In 2004, temporary employment agency Randstad North America restructured its field workforce to add an additional layer of first-line management at hundreds of branch locations throughout the United States. "We used to have 'market managers' who oversaw an average of three branches," says Colleen Cunningham, national manager of leadership development. "They did a good job, but we decided we needed somebody daily in each branch to run it and to develop people."
The Dutch parent company, Randstad Holding NV, had recently launched a workforce planning initiative called Blue Sky, one goal of which is that 80 percent of promotions should happen internally. Though no money for the North American restructuring had been earmarked in the 2004 training budget, management never questioned the need, says chief learning officer Vince Eugenio.

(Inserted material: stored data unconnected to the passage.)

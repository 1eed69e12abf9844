use serde::{Deserialize, Serialize};
use url::Url;

use crate::amount::Amount;

/// Gateway environment. Test keys and live keys are distinct on the gateway
/// side; the flag only selects which externally supplied key is in play.
#[derive(Debug, Clone, Copy, PartialEq, Eq, Serialize, Deserialize)]
#[serde(rename_all = "lowercase")]
pub enum Environment {
    Test,
    Live,
}

/// Externally supplied configuration for the payment flow.
///
/// None of this is core logic: the public key, environment, currency and
/// URLs all arrive from the deployment environment.
#[derive(Debug, Clone)]
pub struct GatewayConfig {
    /// Gateway public key (pk_test_... / pk_live_...)
    pub public_key: String,
    pub environment: Environment,
    /// Three-letter ISO currency code
    pub currency: String,
    /// Custom-scheme URI the checkout surface redirects to on completion
    pub callback_url: Url,
    /// Base URL of the platform backend that proxies the gateway
    pub backend_url: Url,
    /// Upper bound on a single charge, in major units
    pub amount_ceiling: Amount,
}

impl GatewayConfig {
    pub const DEFAULT_CALLBACK: &str = "telepay://payment-callback";
    pub const DEFAULT_CURRENCY: &str = "GHS";

    /// Maximum single charge: 1,000,000 major units.
    pub fn default_ceiling() -> Amount {
        Amount::from_major(1_000_000.0)
    }

    /// Load configuration from the environment.
    ///
    /// Recognized variables: `TELEPAY_PUBLIC_KEY`, `TELEPAY_ENVIRONMENT`
    /// ("test"/"live"), `TELEPAY_CURRENCY`, `TELEPAY_CALLBACK_URL`,
    /// `TELEPAY_BACKEND_URL`.
    pub fn from_env() -> Result<Self, String> {
        let environment = match std::env::var("TELEPAY_ENVIRONMENT").as_deref() {
            Ok("live") => Environment::Live,
            _ => Environment::Test,
        };
        let callback_url = std::env::var("TELEPAY_CALLBACK_URL")
            .unwrap_or_else(|_| Self::DEFAULT_CALLBACK.to_string());
        let backend_url = std::env::var("TELEPAY_BACKEND_URL")
            .unwrap_or_else(|_| "http://localhost:3000/api".to_string());

        Ok(Self {
            public_key: std::env::var("TELEPAY_PUBLIC_KEY").unwrap_or_default(),
            environment,
            currency: std::env::var("TELEPAY_CURRENCY")
                .unwrap_or_else(|_| Self::DEFAULT_CURRENCY.to_string()),
            callback_url: Url::parse(&callback_url)
                .map_err(|e| format!("invalid TELEPAY_CALLBACK_URL: {e}"))?,
            backend_url: Url::parse(&backend_url)
                .map_err(|e| format!("invalid TELEPAY_BACKEND_URL: {e}"))?,
            amount_ceiling: Self::default_ceiling(),
        })
    }

    /// Configuration for tests and local sandboxes.
    pub fn sandbox(backend_url: Url) -> Self {
        Self {
            public_key: "pk_test_sandbox".to_string(),
            environment: Environment::Test,
            currency: Self::DEFAULT_CURRENCY.to_string(),
            callback_url: Url::parse(Self::DEFAULT_CALLBACK)
                .unwrap_or_else(|_| unreachable!("default callback is a valid url")),
            backend_url,
            amount_ceiling: Self::default_ceiling(),
        }
    }
}

#[cfg(test)]
mod tests {
    use super::*;

    #[test]
    fn test_sandbox_defaults() {
        let config = GatewayConfig::sandbox(Url::parse("http://localhost:3000/api").unwrap());
        assert_eq!(config.environment, Environment::Test);
        assert_eq!(config.currency, "GHS");
        assert_eq!(config.callback_url.scheme(), "telepay");
        assert_eq!(config.amount_ceiling, Amount::from_minor(100_000_000));
    }
}
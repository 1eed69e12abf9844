//! Payment initialization and verification core.
//!
//! One checkout attempt flows through three stages sharing a single
//! [`session::PaymentSession`]:
//!
//! 1. [`initiator::PaymentInitiator`] builds an immutable intent, submits it
//!    to the backend and hands back the external checkout URL.
//! 2. [`deeplink::DeepLinkRouter`] captures the platform deep-link that
//!    returns the transaction reference after the out-of-app checkout.
//! 3. [`reconciler::VerificationReconciler`] asks the backend for the
//!    gateway's authoritative status and applies it to the appointment
//!    exactly once, no matter how many times it is invoked.

pub mod appointments;
pub mod backend;
pub mod deeplink;
pub mod initiator;
pub mod notify;
pub mod reconciler;
pub mod retry;
pub mod session;

#[cfg(test)]
pub(crate) mod test_support;

pub use appointments::{AppointmentDirectory, InMemoryAppointments};
pub use backend::PaymentBackend;
pub use deeplink::DeepLinkRouter;
pub use initiator::{CheckoutHandoff, InitiateRequest, PaymentInitiator};
pub use notify::{BroadcastSink, NotificationSink, PaymentNotification};
pub use reconciler::{Reconciliation, VerificationReconciler};
pub use retry::{RetryPolicy, Sleeper, TokioSleeper};
pub use session::{PaymentSession, VerificationState};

The company quickly coughed up enough new funds that within two months, 175 new branch managers, almost all promoted from the ranks, had been brought to Randstad's Atlanta headquarters for a week of training focused on operational issues.
As part of that initiative, the novice managers did a SWOT (strengths, weaknesses, opportunities and threats) analysis of their branches and developed implementation plans to carry out when they returned.

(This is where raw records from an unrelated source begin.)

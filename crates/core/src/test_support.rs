//! Scripted collaborators shared by the core's tests.

use std::collections::VecDeque;
use std::sync::Arc;
use std::sync::atomic::{AtomicUsize, Ordering};
use std::time::Duration;

use indexmap::IndexMap;
use parking_lot::Mutex;
use telepay_types::{
    Amount, CheckoutSession, GatewayConfig, GatewayStatus, GatewayVerification, PaymentError,
    PaymentIntent,
};
use url::Url;

use crate::appointments::{AppointmentDirectory, InMemoryAppointments};
use crate::backend::PaymentBackend;
use crate::initiator::PaymentInitiator;
use crate::notify::NotificationSink;
use crate::notify::test_support::RecordingSink;
use crate::reconciler::VerificationReconciler;
use crate::retry::RetryPolicy;
use crate::retry::test_support::NoSleep;
use crate::session::PaymentSession;

/// Backend double with scripted responses.
///
/// `initialize` echoes the intent's reference and hands back an HTTPS
/// checkout URL unless a failure or URL override is queued. `verify` pops
/// scripted results in order and counts calls.
#[derive(Default)]
pub struct ScriptedBackend {
    pub init_failures: Mutex<VecDeque<PaymentError>>,
    pub checkout_url_override: Mutex<Option<String>>,
    pub verifications: Mutex<VecDeque<Result<GatewayVerification, PaymentError>>>,
    pub verify_calls: AtomicUsize,
}

impl ScriptedBackend {
    pub fn script_verification(&self, result: Result<GatewayVerification, PaymentError>) {
        self.verifications.lock().push_back(result);
    }

    pub fn verify_calls(&self) -> usize {
        self.verify_calls.load(Ordering::SeqCst)
    }
}

pub fn gateway_success(minor: i64, appointment_id: &str) -> GatewayVerification {
    GatewayVerification {
        status: GatewayStatus::Success,
        amount: Amount::from_minor(minor),
        appointment_id: Some(appointment_id.to_string()),
        gateway_response: Some("Approved".to_string()),
        metadata: IndexMap::new(),
    }
}

pub fn gateway_failed(minor: i64, reason: &str) -> GatewayVerification {
    GatewayVerification {
        status: GatewayStatus::Failed,
        amount: Amount::from_minor(minor),
        appointment_id: None,
        gateway_response: Some(reason.to_string()),
        metadata: IndexMap::new(),
    }
}

pub fn gateway_pending(minor: i64) -> GatewayVerification {
    GatewayVerification {
        status: GatewayStatus::Pending,
        amount: Amount::from_minor(minor),
        appointment_id: None,
        gateway_response: None,
        metadata: IndexMap::new(),
    }
}

impl PaymentBackend for Arc<ScriptedBackend> {
    async fn initialize(&self, intent: &PaymentIntent) -> Result<CheckoutSession, PaymentError> {
        if let Some(error) = self.init_failures.lock().pop_front() {
            return Err(error);
        }
        let authorization_url = self
            .checkout_url_override
            .lock()
            .clone()
            .unwrap_or_else(|| format!("https://checkout.paystack.com/{}", intent.reference));
        Ok(CheckoutSession {
            authorization_url,
            access_code: format!("AC_{}", intent.reference),
            reference: intent.reference.clone(),
        })
    }

    async fn verify(&self, reference: &str) -> Result<GatewayVerification, PaymentError> {
        self.verify_calls.fetch_add(1, Ordering::SeqCst);
        self.verifications
            .lock()
            .pop_front()
            .unwrap_or_else(|| panic!("unscripted verify call for {reference}"))
    }
}

/// One fully wired flow with scripted collaborators.
pub struct World {
    pub backend: Arc<ScriptedBackend>,
    pub session: Arc<PaymentSession>,
    pub appointments: Arc<InMemoryAppointments>,
    pub sink: Arc<RecordingSink>,
    pub config: GatewayConfig,
}

impl World {
    pub fn new() -> Self {
        Self {
            backend: Arc::new(ScriptedBackend::default()),
            session: PaymentSession::new(),
            appointments: Arc::new(InMemoryAppointments::new()),
            sink: Arc::new(RecordingSink::default()),
            config: GatewayConfig::sandbox(
                Url::parse("http://localhost:3000/api")
                    .unwrap_or_else(|_| unreachable!("valid test url")),
            ),
        }
    }

    pub fn initiator(&self) -> PaymentInitiator<Arc<ScriptedBackend>> {
        PaymentInitiator::new(
            Arc::clone(&self.backend),
            self.config.clone(),
            Arc::clone(&self.session),
            Arc::clone(&self.appointments) as Arc<dyn AppointmentDirectory>,
        )
    }

    pub fn reconciler(&self) -> VerificationReconciler<Arc<ScriptedBackend>, NoSleep> {
        VerificationReconciler::with_sleeper(
            Arc::clone(&self.backend),
            Arc::clone(&self.session),
            Arc::clone(&self.appointments) as Arc<dyn AppointmentDirectory>,
            Arc::clone(&self.sink) as Arc<dyn NotificationSink>,
            RetryPolicy {
                max_attempts: 3,
                delay: Duration::ZERO,
            },
            NoSleep::default(),
        )
    }
}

"Our training always has an applications-based perspective," Eugenio says. "It's never just about sitting in class. It's always about what you're going to do."
Training in people-management skills had to wait longer than Eugenio would have liked. But in 2005, 250 branch managers went back to Atlanta for a five-day course called "Managing the Randstad Way."
The program covered topics such as hiring and legal issues, but its main emphasis was on coaching, again with a direct focus on application. For instance, Cunningham says, the branch managers were told to "bring an actual case of one of your employees who needs coaching—the toughest situation you have."
Each manager then played himself in a role-play of a coaching conversation, with another branch manager acting as the problem employee and additional trainees giving feedback. "When they went back to work," Cunningham says, "they'd had a dry run."
Eugenio and Cunningham say their current challenge is to turn the Blue Sky workforce initiative into a full-scale career-development program that touches every Randstad employee. They are creating formal mechanisms by which branch managers can identify and help prepare the next generation of branch managers, regional managers can do the same for branch managers, and so on up to the top of Randstad's hierarchy.
The effort begins, Eugenio says, with a "transparent and clearly articulated" way to answer the question, "How can I get promoted around here, and to what positions?" That transparent system is already in place, he says.
The company's career-progression scheme is spelled out at hiring time, with compensation levels and skill requirements for various positions explained. "And all of our performance-management tools are right on the Web site for all employees to see. The appraisal documents, the required competencies, the coaching process—it's all in plain view."